The aim of this blog is to share our knowledge, experiences and opinions on internet and technology related topics with the wider online community. In particular we will be writing with small and medium-sized businesses in mind as they comprise the majority of our client base. Posts are likely to fall into two main categories, 'techie' and 'non-techie'. We'll 'tag' blog posts accordingly so you don't waste your time. As far as possible we'll try and avoid jargon in 'non-techie' posts and if it's unavoidable we'll do our best to ensure that everything is explained in an understandable manner.
Our motivations for starting this blog are numerous. Our primary reason is that we ourselves are a small business and, as we advocate to our customers, contributing back to your specific online community is a great way to market your website and therefore your business. Coming in a close second is the sense of reward that helping others brings. We know a lot about website development. We also know that a lot of SMEs start-up using a bootstrapping strategy on budgets so tight that professional website development is an expense that is hard to justify. As a result a lot of small business owners feel in the dark when it comes to their website and that web development is some impenetrable dark art.

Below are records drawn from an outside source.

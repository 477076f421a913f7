//! Storage traits consumed by the tag service
//!
//! The traits are split by concern so each backend can map them onto its own
//! tables:
//!
//! - **TagStore**: tag rows, lookups by id / name / slug, listings
//! - **AssociationStore**: resource-tag links of one context
//! - **AuditSink**: append-only audit entries
//! - **TagTransaction**: the three above, bound to one open transaction
//! - **TagBackend**: opens transactions and commits or rolls them back
//!
//! The per-transaction traits are synchronous. A backend runs the whole unit
//! of work on a blocking thread (or under a lock) and only the outer
//! [`TagBackend::transaction`] call is async.

pub mod memory;

use crate::audit::{AuditEntry, NewAuditEntry};
use crate::error::TagResult;
use crate::types::{ResourceId, Tag, TagContext, TagDraft, TagId, TagQuery, TagUsage};
use async_trait::async_trait;

// ============================================================================
// TagStore
// ============================================================================

/// Tag rows within one transaction
pub trait TagStore {
    /// Get a tag by id
    fn tag(&self, id: TagId) -> TagResult<Option<Tag>>;

    /// Case-insensitive name lookup in a context, active or not
    fn find_by_name(&self, context: &TagContext, name: &str) -> TagResult<Option<Tag>>;

    /// Slug lookup in a context, active or not
    fn find_by_slug(&self, context: &TagContext, slug: &str) -> TagResult<Option<Tag>>;

    /// Insert a new row.
    ///
    /// Returns [`crate::TagError::Conflict`] when the lowercase name or the
    /// slug is already used in the context.
    fn insert_tag(&mut self, draft: TagDraft) -> TagResult<Tag>;

    /// Overwrite the mutable columns of an existing row
    fn save_tag(&mut self, tag: &Tag) -> TagResult<()>;

    /// Tags matching the query, with usage counts
    fn list_tags(&self, query: &TagQuery) -> TagResult<Vec<TagUsage>>;
}

// ============================================================================
// AssociationStore
// ============================================================================

/// Resource-tag links of one context (e.g. `post_tag` for "posts")
pub trait AssociationStore {
    /// Resources linked to the tag, ascending
    fn resources_for_tag(&self, tag_id: TagId) -> TagResult<Vec<ResourceId>>;

    /// Link the resource unless already linked; true when a row was added
    fn attach(&mut self, resource_id: ResourceId, tag_id: TagId) -> TagResult<bool>;

    /// Remove a link; true when a row was removed
    fn detach(&mut self, resource_id: ResourceId, tag_id: TagId) -> TagResult<bool>;

    /// Remove every link of the tag from the underlying table, including rows
    /// that belong to other contexts sharing it; returns the rows removed
    fn detach_tag(&mut self, tag_id: TagId) -> TagResult<usize>;
}

// ============================================================================
// AuditSink
// ============================================================================

/// Append-only audit log
pub trait AuditSink {
    fn record(&mut self, entry: NewAuditEntry) -> TagResult<AuditEntry>;
}

// ============================================================================
// Transaction
// ============================================================================

/// Everything an operation may touch, bound to one open transaction
pub trait TagTransaction {
    fn tags(&mut self) -> &mut dyn TagStore;

    /// Association table for the context; `None` for contexts whose
    /// resources carry no tags (merges there rewrite nothing)
    fn associations(&mut self, context: &TagContext) -> Option<Box<dyn AssociationStore + '_>>;

    fn audit(&mut self) -> &mut dyn AuditSink;
}

/// Opens atomic transactions
///
/// `work` either commits entirely (on `Ok`) or leaves no trace (on `Err`).
/// Implementations must serialize concurrent writers so name and slug checks
/// made inside `work` stay valid until commit.
#[async_trait]
pub trait TagBackend: Send + Sync + 'static {
    async fn transaction<T, F>(&self, work: F) -> TagResult<T>
    where
        T: Send + 'static,
        F: FnOnce(&mut dyn TagTransaction) -> TagResult<T> + Send + 'static;
}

SMEs lucky enough to have dedicated website developers are often resource constrained and developers benefit greatly from well written online tutorials or tip offs explaining the best way to tackle a technical problem. Hopefully these blog posts will be of use to both managers and developers within SMEs.
So, with introductions out of the way, let's return to the topic of this post: Debunking the 'Big Bang' theory. The 'Big Bang' is a metaphor for the style of website development, or indeed project management, where the 'deliverable' comes once at the very end of the project. The motivation behind this style of approach is usually that a website shouldn't see the light of day until it is absolutely perfect so that customers get the best experience possible. On first reading this last sentence seems logically sound and would have most people around a meeting room table nodding in agreement. But let's analyse it in a bit more detail.
By holding a project back whilst every last detail is perfected the person who is most important to a business, the customer, will receive no tangible benefit until the very end of the project. In addition there is a dangerous assumption in the definition of 'absolutely perfect'. In the 'Big Bang' approach the arbiters of 'absolutely perfect' are the project team. Project team members will no doubt be experts in their field, know the business's customers well and have access to extensive market research, but fundamentally they are not the customer. Customers can be very unpredictable and what a technical expert may believe to be important may not be so critical to an end customer. Experts by definition are very knowledgeable about their field and so will have a very different perspective to that of the average customer. One thing we've learnt with website development projects is that customers (and people in general) don't like change. Even if you believe your changes are a big improvement, if they come all at once then you will definitely get lots of 'what on earth have you done!' type emails following a website release.
So the alternative to the 'Big Bang' approach is the 'Little and Often' approach to delivery. This is paraphrasing one of the key principles of 'Agile' development which is to shorten the feedback loop between you and your customers. By pushing out project releases early and often your customers can feel the benefit and you in turn can feel the benefit of your customer's feedback. Incorporating customer feedback into your project, be it a website or something else entirely, has to be one of the best things you can do to build a successful product and tailor your business to your customer's needs. This website is a working example of this philosophy. Yes we could hold back its release until the other sections are complete or the design was more perfect. But initially a blog and a feedback form are all we need so let's go!